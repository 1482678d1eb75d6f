//! Prometheus metrics

use metrics_exporter_prometheus::{PrometheusBuilder, PrometheusHandle};
use once_cell::sync::OnceCell;

static HANDLE: OnceCell<Option<PrometheusHandle>> = OnceCell::new();

/// Install the Prometheus recorder
///
/// Only the first call installs; later calls return the same handle.
/// `None` if another recorder was already installed.
pub fn init_metrics() -> Option<PrometheusHandle> {
    HANDLE
        .get_or_init(|| match PrometheusBuilder::new().install_recorder() {
            Ok(handle) => Some(handle),
            Err(e) => {
                tracing::warn!(error = %e, "Failed to install Prometheus recorder");
                None
            }
        })
        .clone()
}

/// Count an API request
pub fn record_request(endpoint: &'static str, status: u16) {
    metrics::counter!(
        "vendchat_requests_total",
        "endpoint" => endpoint,
        "status" => status.to_string()
    )
    .increment(1);
}

/// Count a visitor message
pub fn record_message(language: &'static str) {
    metrics::counter!("vendchat_messages_total", "language" => language).increment(1);
}

pub fn set_active_sessions(count: usize) {
    metrics::gauge!("vendchat_active_sessions").set(count as f64);
}

#[cfg(test)]
mod tests {
    use super::*;

    #[test]
    fn test_init_is_idempotent() {
        let first = init_metrics();
        let second = init_metrics();
        assert_eq!(first.is_some(), second.is_some());

        record_request("health", 200);
        record_message("en");
        set_active_sessions(3);
        if let Some(handle) = second {
            let rendered = handle.render();
            assert!(rendered.contains("vendchat_active_sessions"));
        }
    }
}
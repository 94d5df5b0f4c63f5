//! Orchestration for folio
//!
//! Ties the edit session to storage, stats sources and renderers.

pub mod render;
pub mod stats;
pub mod studio;

pub use render::{Rasterizer, TextRenderer};
pub use stats::{StatsHandle, StatsState};
pub use studio::Studio;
::::::::
# Problem to work on
Copy every line where the word "counter" is present in the entries above.

# Answer below
    metrics::counter!(
    metrics::counter!("vendchat_messages_total", "language" => language).increment(1);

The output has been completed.